What MySQL should provide is some sort of proper unique ID type. In other databases you can get unique types called IDENTITY, or sometimes, UUID. The later stands for Universally Unique ID. A UUID or IDENTITY column is guaranteed to be unique not just within the database, but unique to all databases, everywhere, for all time (subject to the limits of 128 bit numbers). If in the first place MySQL had offered some UUID or IDENTITY type, WordPress records would be uniquely identified across databases. Moving users from one database to another would not have involved hours and hours of tedious and error-prone numerical substitutions that had to run in a precise order. All this mess might have been finished a lot sooner.

The bottom line

The whole point of last night’s attempt to bring user details across was twofold:

  1. To bring across email addresses so that users could reset their password if necessary, and
  2. To make it unnecessary to reset passwords by restoring the ones from the original database.

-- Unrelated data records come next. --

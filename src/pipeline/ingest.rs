//! Ingestion: unread labeled mail → received work items.
//!
//! The unread flag is cleared only after the item is on disk, so a crash
//! in between re-fetches the message next run and the store dedups it.

use std::collections::HashSet;
use std::sync::Arc;

use tracing::{debug, info, warn};

use crate::error::{PipelineError, StoreError};
use crate::mailbox::{MailboxGateway, MessageRef, RawMessage, UNREAD_LABEL};
use crate::pipeline::types::{IngestReport, ItemOutcome, SkipReason};
use crate::store::{Scope, Store, WorkItem};

pub struct IngestionStage {
    mailbox: Arc<dyn MailboxGateway>,
    store: Store,
    labels: Vec<String>,
}

impl IngestionStage {
    pub fn new(mailbox: Arc<dyn MailboxGateway>, store: Store, labels: Vec<String>) -> Self {
        Self {
            mailbox,
            store,
            labels,
        }
    }

    pub async fn run(&self) -> Result<IngestReport, PipelineError> {
        info!(labels = ?self.labels, "Ingesting unread mail");

        let label_ids = self.resolve_labels().await?;
        let refs = self.collect_unread(&label_ids).await;
        let mut known = self.store.derive_known_ids(Scope::Received).await?;

        let mut report = IngestReport::default();
        for message in refs {
            let outcome = self.ingest_one(&message, &mut known).await;
            report.push(message.id, outcome);
        }

        info!(
            stored = report.succeeded(),
            skipped = report.skipped(),
            failed = report.failed(),
            "Ingestion finished"
        );
        Ok(report)
    }

    /// Map configured label names to provider ids. Unknown names are
    /// logged and dropped.
    async fn resolve_labels(&self) -> Result<Vec<String>, PipelineError> {
        let available = self.mailbox.list_labels().await?;
        debug!(
            labels = ?available.iter().map(|l| l.name.as_str()).collect::<Vec<_>>(),
            "Mailbox labels"
        );

        let mut ids = Vec::new();
        for name in &self.labels {
            match available.iter().find(|l| &l.name == name) {
                Some(label) => ids.push(label.id.clone()),
                None => warn!(label = %name, "Label not found in mailbox, skipping"),
            }
        }
        Ok(ids)
    }

    /// Unread messages across all labels, first occurrence wins.
    async fn collect_unread(&self, label_ids: &[String]) -> Vec<MessageRef> {
        let mut seen = HashSet::new();
        let mut merged = Vec::new();

        for label_id in label_ids {
            match self.mailbox.list_unread_by_label(label_id).await {
                Ok(refs) => {
                    debug!(label_id = %label_id, count = refs.len(), "Unread messages");
                    merged.extend(refs.into_iter().filter(|r| seen.insert(r.id.clone())));
                }
                Err(e) => warn!(label_id = %label_id, error = %e, "Failed to list unread messages"),
            }
        }
        merged
    }

    async fn ingest_one(
        &self,
        message: &MessageRef,
        known: &mut HashSet<String>,
    ) -> ItemOutcome<std::path::PathBuf> {
        if known.contains(&message.id) {
            debug!(id = %message.id, "Already stored, skipping");
            self.mark_read(&message.id).await;
            return ItemOutcome::Skipped(SkipReason::AlreadyStored);
        }

        let raw = match self.mailbox.get_message(&message.id).await {
            Ok(raw) => raw,
            Err(e) => {
                warn!(id = %message.id, error = %e, "Failed to fetch message");
                return ItemOutcome::Failed(e.to_string());
            }
        };

        let item = work_item_from_message(message, raw);
        match self.store.put(Scope::Received, None, &item).await {
            Ok(path) => {
                info!(id = %item.id, sender = %item.sender, subject = %item.subject, "Stored email");
                known.insert(item.id.clone());
                self.mark_read(&item.id).await;
                ItemOutcome::Success(path)
            }
            Err(StoreError::Duplicate { .. }) => {
                known.insert(item.id.clone());
                self.mark_read(&item.id).await;
                ItemOutcome::Skipped(SkipReason::AlreadyStored)
            }
            Err(e) => {
                warn!(id = %item.id, error = %e, "Failed to store email");
                ItemOutcome::Failed(e.to_string())
            }
        }
    }

    async fn mark_read(&self, id: &str) {
        if let Err(e) = self
            .mailbox
            .modify_labels(id, &[], &[UNREAD_LABEL.to_string()])
            .await
        {
            warn!(id = %id, error = %e, "Failed to mark message read");
        }
    }
}

/// Build the received work item for a fetched message.
pub fn work_item_from_message(message: &MessageRef, raw: RawMessage) -> WorkItem {
    let thread_id = if message.thread_id.is_empty() {
        raw.thread_id.clone()
    } else {
        message.thread_id.clone()
    };
    WorkItem {
        id: message.id.clone(),
        thread_id,
        message_id: raw.header("Message-Id").to_string(),
        body: String::from_utf8_lossy(&raw.body).into_owned(),
        sender: raw.header("From").to_string(),
        subject: raw.header("Subject").to_string(),
        date: raw.header("Date").to_string(),
        labels: raw.label_ids,
    }
}

#[cfg(test)]
mod tests {
    use super::*;
    use std::sync::atomic::Ordering;
    use tempfile::TempDir;

    use crate::mailbox::Header;
    use crate::test_support::MockMailbox;

    fn setup(mailbox: MockMailbox, labels: &[&str]) -> (IngestionStage, Arc<MockMailbox>, Store, TempDir) {
        let dir = TempDir::new().unwrap();
        let store = Store::new(dir.path());
        let mailbox = Arc::new(mailbox);
        let stage = IngestionStage::new(
            mailbox.clone(),
            store.clone(),
            labels.iter().map(|s| s.to_string()).collect(),
        );
        (stage, mailbox, store, dir)
    }

    fn two_labels() -> MockMailbox {
        MockMailbox::new()
            .with_label("INBOX", "INBOX")
            .with_label("Label_1", "Beginner")
            .with_label("Label_2", "Transfers")
    }

    #[tokio::test]
    async fn stores_unread_and_marks_read() {
        let (stage, mailbox, store, _dir) = setup(two_labels(), &["Beginner", "Transfers"]);
        mailbox.add_unread("m1", "Label_1", "Alice <alice@example.com>", "Schedule", "Hi!");
        mailbox.add_unread("m2", "Label_2", "bob@example.com", "Transfer", "Hello");

        let report = stage.run().await.unwrap();

        assert_eq!(report.succeeded(), 2);
        assert!(store.exists(Scope::Received, "m1").await.unwrap());
        assert!(store.exists(Scope::Received, "m2").await.unwrap());
        assert!(!mailbox.is_unread("m1"));
        assert!(!mailbox.is_unread("m2"));
    }

    #[tokio::test]
    async fn second_run_is_idempotent() {
        let (stage, mailbox, store, _dir) = setup(two_labels(), &["Beginner"]);
        mailbox.add_unread("m1", "Label_1", "alice@example.com", "Schedule", "Hi!");

        stage.run().await.unwrap();
        let report = stage.run().await.unwrap();

        assert!(report.items.is_empty());
        assert_eq!(store.document_names(Scope::Received).await.unwrap().len(), 1);
    }

    #[tokio::test]
    async fn known_id_still_unread_is_skipped_and_marked() {
        let (stage, mailbox, store, _dir) = setup(two_labels(), &["Beginner"]);
        mailbox.add_unread("m1", "Label_1", "alice@example.com", "Schedule", "Hi!");
        mailbox.fail_modify.store(true, Ordering::SeqCst);

        let first = stage.run().await.unwrap();
        assert_eq!(first.succeeded(), 1);
        assert!(mailbox.is_unread("m1"));

        mailbox.fail_modify.store(false, Ordering::SeqCst);
        let second = stage.run().await.unwrap();
        assert_eq!(
            second.outcome_of("m1"),
            Some(&ItemOutcome::Skipped(SkipReason::AlreadyStored))
        );
        assert!(!mailbox.is_unread("m1"));
        assert_eq!(store.document_names(Scope::Received).await.unwrap().len(), 1);
    }

    #[tokio::test]
    async fn message_under_two_labels_is_stored_once() {
        let (stage, mailbox, _store, _dir) = setup(two_labels(), &["Beginner", "Transfers"]);
        mailbox.add_unread("m1", "Label_1", "alice@example.com", "Schedule", "Hi!");
        mailbox
            .modify_labels("m1", &["Label_2".to_string()], &[])
            .await
            .unwrap();

        let report = stage.run().await.unwrap();
        assert_eq!(report.items.len(), 1);
        assert_eq!(report.succeeded(), 1);
    }

    #[tokio::test]
    async fn unresolved_label_proceeds_with_rest() {
        let (stage, mailbox, _store, _dir) = setup(two_labels(), &["Missing", "Beginner"]);
        mailbox.add_unread("m1", "Label_1", "alice@example.com", "Schedule", "Hi!");

        let report = stage.run().await.unwrap();
        assert_eq!(report.succeeded(), 1);
    }

    #[tokio::test]
    async fn failed_listing_for_one_label_keeps_others() {
        let (stage, mailbox, _store, _dir) = setup(two_labels(), &["Beginner", "Transfers"]);
        mailbox.add_unread("m1", "Label_1", "alice@example.com", "Schedule", "Hi!");
        mailbox.add_unread("m2", "Label_2", "bob@example.com", "Transfer", "Hello");
        mailbox.fail_listing_for("Label_1");

        let report = stage.run().await.unwrap();
        assert_eq!(report.items.len(), 1);
        assert!(report.outcome_of("m2").is_some_and(ItemOutcome::is_success));
    }

    #[tokio::test]
    async fn label_listing_failure_is_stage_error() {
        let (stage, mailbox, _store, _dir) = setup(two_labels(), &["Beginner"]);
        mailbox.fail_list_labels.store(true, Ordering::SeqCst);
        assert!(matches!(stage.run().await, Err(PipelineError::Mailbox(_))));
    }

    #[tokio::test]
    async fn unstorable_message_stays_unread() {
        let (stage, mailbox, _store, _dir) = setup(two_labels(), &["Beginner"]);
        mailbox.add_unread("bad_id", "Label_1", "alice@example.com", "Schedule", "Hi!");

        let report = stage.run().await.unwrap();
        assert!(matches!(report.outcome_of("bad_id"), Some(ItemOutcome::Failed(_))));
        assert!(mailbox.is_unread("bad_id"));
    }

    #[test]
    fn work_item_takes_headers_and_lossy_body() {
        let message = MessageRef {
            id: "m1".into(),
            thread_id: String::new(),
        };
        let raw = RawMessage {
            id: "m1".into(),
            thread_id: "t9".into(),
            headers: vec![
                Header {
                    name: "FROM".into(),
                    value: "alice@example.com".into(),
                },
                Header {
                    name: "message-id".into(),
                    value: "<x@y>".into(),
                },
            ],
            body: vec![b'h', b'i', 0xff],
            label_ids: vec!["Label_1".into()],
        };

        let item = work_item_from_message(&message, raw);
        assert_eq!(item.thread_id, "t9");
        assert_eq!(item.sender, "alice@example.com");
        assert_eq!(item.message_id, "<x@y>");
        assert_eq!(item.subject, "");
        assert!(item.body.starts_with("hi"));
        assert_eq!(item.labels, vec!["Label_1".to_string()]);
    }
}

Goal (1) was apparently successful. Goal (2) was an utter failure. I did more than fail, I actually broke other login details. How on god’s green earth I did that is a total mystery to me as my SQL commands don’t even refer to other logins. But there it is.

So the upshot for Ozblogistan login-holders is: you may still need to do the ‘reset password’ dance, but at least now it’ll get to your email address.

I’ll keep looking at it, but at this stage I am not hopeful of a better resolution.



This entry was posted on Monday, March 8th, 2010 at 9:02 PM and filed under Site News. Follow comments here with the RSS 2.0 feed. Post a comment or leave a trackback.

5 Responses to “Migration Malaise, the Continuing Epic”

  1. said:

    Don’t blame MySQL for crappy database and/or import/export tool design. When exporting tables one could replace the internal ID with something else (maybe the email address).

    MySQL is not my favorite DB by far, but I’d blame this on WordPress.

  2. James Farrell said:

    The technical aspects are over my head, Jacques, but thanks for all your hard work.

  3. Jacques Chester said:

    When exporting tables one could replace the internal ID with something else (maybe the email address).

    No good, because the id fields on the user table are used as foreign keys on the posts and pages tables. Which is what I meant by manual number fiddling: in bringing across stuff from the old server, I needed to a) assign new user id fields in the target database and b) update every key in the old database to reflect the new numbers.

    This simply wouldn’t have been necessary if MySQL provided an IDENTITY or UUID field type from the beginning. Quod erat demonstrandum.

  4. Down and Out of Sài Gòn said:

    My sympathies, Jacques. Sounds like MySQL sucks A LOT. Now this may sounds like Stupid Question #1 – but why not try to migrate to a different database like PostgreSQL? Or is WordPress unable to handle it?

  5. Jacques Chester said:

    Wordpress is thoroughly riddled with MySQLisms, and so are the many plugins that are written for it.